Top of Exercise materials
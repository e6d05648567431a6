use clap::{Parser, Subcommand};
use std::path::PathBuf;
use tracing::Level;

use pbp_client::{OutputFormat, commands};

#[derive(Parser)]
#[command(
    name = "pbptool",
    about = "PBP container tool for PSP bundles",
    version,
    author,
    long_about = "A command-line tool for working with PBP containers (PSP bundles): \
                  inspect header and section metadata, split a container into its \
                  sections, or assemble one from up to 8 input files."
)]
struct Cli {
    /// Set the logging level
    #[arg(short, long, value_enum, default_value = "info")]
    log_level: LogLevel,

    /// Output format
    #[arg(short = 'o', long, value_enum, global = true, default_value = "text")]
    format: OutputFormat,

    #[command(subcommand)]
    command: Commands,
}

#[derive(clap::ValueEnum, Clone, Copy, Debug)]
enum LogLevel {
    Trace,
    Debug,
    Info,
    Warn,
    Error,
}

impl From<LogLevel> for Level {
    fn from(level: LogLevel) -> Self {
        match level {
            LogLevel::Trace => Level::TRACE,
            LogLevel::Debug => Level::DEBUG,
            LogLevel::Info => Level::INFO,
            LogLevel::Warn => Level::WARN,
            LogLevel::Error => Level::ERROR,
        }
    }
}

#[derive(Subcommand)]
enum Commands {
    /// Print header and section metadata without extracting data
    Analyze {
        /// Path to the container file
        input: PathBuf,
    },

    /// Split a container into its sections, one file per present slot
    Unpack {
        /// Path to the container file
        input: PathBuf,

        /// Directory for the extracted sections (created if missing)
        output_dir: PathBuf,
    },

    /// Assemble a container from up to 8 input files
    Pack {
        /// Path of the container to create
        output: PathBuf,

        /// Exactly 8 inputs in slot order (PARAM.SFO, ICON0.PNG,
        /// ICON1.PMF, PIC0.PNG, PIC1.PNG, SND0.AT3, DATA.PSP,
        /// DATA.PSAR); the literal "NULL" marks an absent slot
        #[arg(num_args = 8, value_name = "INPUT")]
        inputs: Vec<String>,
    },
}

fn main() -> Result<(), Box<dyn std::error::Error>> {
    let cli = Cli::parse();

    // Initialize tracing; diagnostics go to stderr so they never mix
    // with command output.
    tracing_subscriber::fmt()
        .with_max_level(Level::from(cli.log_level))
        .with_target(false)
        .with_writer(std::io::stderr)
        .init();

    match cli.command {
        Commands::Analyze { input } => commands::analyze::handle(&input, cli.format)?,
        Commands::Unpack { input, output_dir } => commands::unpack::handle(&input, &output_dir)?,
        Commands::Pack { output, inputs } => commands::pack::handle(&output, &inputs)?,
    }

    Ok(())
}
//! `unpack` command: split a container into its sections.

use std::path::Path;

use pbp::unpack;

use crate::output::{OutputStyle, format_success, format_warning};

pub fn handle(input: &Path, output_dir: &Path) -> Result<(), Box<dyn std::error::Error>> {
    let summary = unpack(input, output_dir)?;
    let style = OutputStyle::default();

    for (name, size) in &summary.written {
        println!("{}", format_success(&format!("{name} ({size} bytes)"), &style));
    }

    if !summary.skipped.is_empty() {
        eprintln!(
            "{}",
            format_warning(
                &format!("Skipped sections: {}", summary.skipped.join(", ")),
                &style
            )
        );
    }

    println!(
        "Unpacked {} section(s) into '{}'",
        summary.written.len(),
        output_dir.display()
    );

    Ok(())
}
Bottom of Exercise materials
Task instructions: Everything in the data above must be reproduced exactly.

Answer box:
repository e6d05648567431a6
use clap::{Parser, Subcommand};
use std::path::PathBuf;
use tracing::Level;

use pbp_client::{OutputFormat, commands};

#[derive(Parser)]
#[command(
    name = "pbptool",
    about = "PBP container tool for PSP bundles",
    version,
    author,
    long_about = "A command-line tool for working with PBP containers (PSP bundles): \
                  inspect header and section metadata, split a container into its \
                  sections, or assemble one from up to 8 input files."
)]
struct Cli {
    /// Set the logging level
    #[arg(short, long, value_enum, default_value = "info")]
    log_level: LogLevel,

    /// Output format
    #[arg(short = 'o', long, value_enum, global = true, default_value = "text")]
    format: OutputFormat,

    #[command(subcommand)]
    command: Commands,
}

#[derive(clap::ValueEnum, Clone, Copy, Debug)]
enum LogLevel {
    Trace,
    Debug,
    Info,
    Warn,
    Error,
}

impl From<LogLevel> for Level {
    fn from(level: LogLevel) -> Self {
        match level {
            LogLevel::Trace => Level::TRACE,
            LogLevel::Debug => Level::DEBUG,
            LogLevel::Info => Level::INFO,
            LogLevel::Warn => Level::WARN,
            LogLevel::Error => Level::ERROR,
        }
    }
}

#[derive(Subcommand)]
enum Commands {
    /// Print header and section metadata without extracting data
    Analyze {
        /// Path to the container file
        input: PathBuf,
    },

    /// Split a container into its sections, one file per present slot
    Unpack {
        /// Path to the container file
        input: PathBuf,

        /// Directory for the extracted sections (created if missing)
        output_dir: PathBuf,
    },

    /// Assemble a container from up to 8 input files
    Pack {
        /// Path of the container to create
        output: PathBuf,

        /// Exactly 8 inputs in slot order (PARAM.SFO, ICON0.PNG,
        /// ICON1.PMF, PIC0.PNG, PIC1.PNG, SND0.AT3, DATA.PSP,
        /// DATA.PSAR); the literal "NULL" marks an absent slot
        #[arg(num_args = 8, value_name = "INPUT")]
        inputs: Vec<String>,
    },
}

fn main() -> Result<(), Box<dyn std::error::Error>> {
    let cli = Cli::parse();

    // Initialize tracing; diagnostics go to stderr so they never mix
    // with command output.
    tracing_subscriber::fmt()
        .with_max_level(Level::from(cli.log_level))
        .with_target(false)
        .with_writer(std::io::stderr)
        .init();

    match cli.command {
        Commands::Analyze { input } => commands::analyze::handle(&input, cli.format)?,
        Commands::Unpack { input, output_dir } => commands::unpack::handle(&input, &output_dir)?,
        Commands::Pack { output, inputs } => commands::pack::handle(&output, &inputs)?,
    }

    Ok(())
}
//! `unpack` command: split a container into its sections.

use std::path::Path;

use pbp::unpack;

use crate::output::{OutputStyle, format_success, format_warning};

pub fn handle(input: &Path, output_dir: &Path) -> Result<(), Box<dyn std::error::Error>> {
    let summary = unpack(input, output_dir)?;
    let style = OutputStyle::default();

    for (name, size) in &summary.written {
        println!("{}", format_success(&format!("{name} ({size} bytes)"), &style));
    }

    if !summary.skipped.is_empty() {
        eprintln!(
            "{}",
            format_warning(
                &format!("Skipped sections: {}", summary.skipped.join(", ")),
                &style
            )
        );
    }

    println!(
        "Unpacked {} section(s) into '{}'",
        summary.written.len(),
        output_dir.display()
    );

    Ok(())
}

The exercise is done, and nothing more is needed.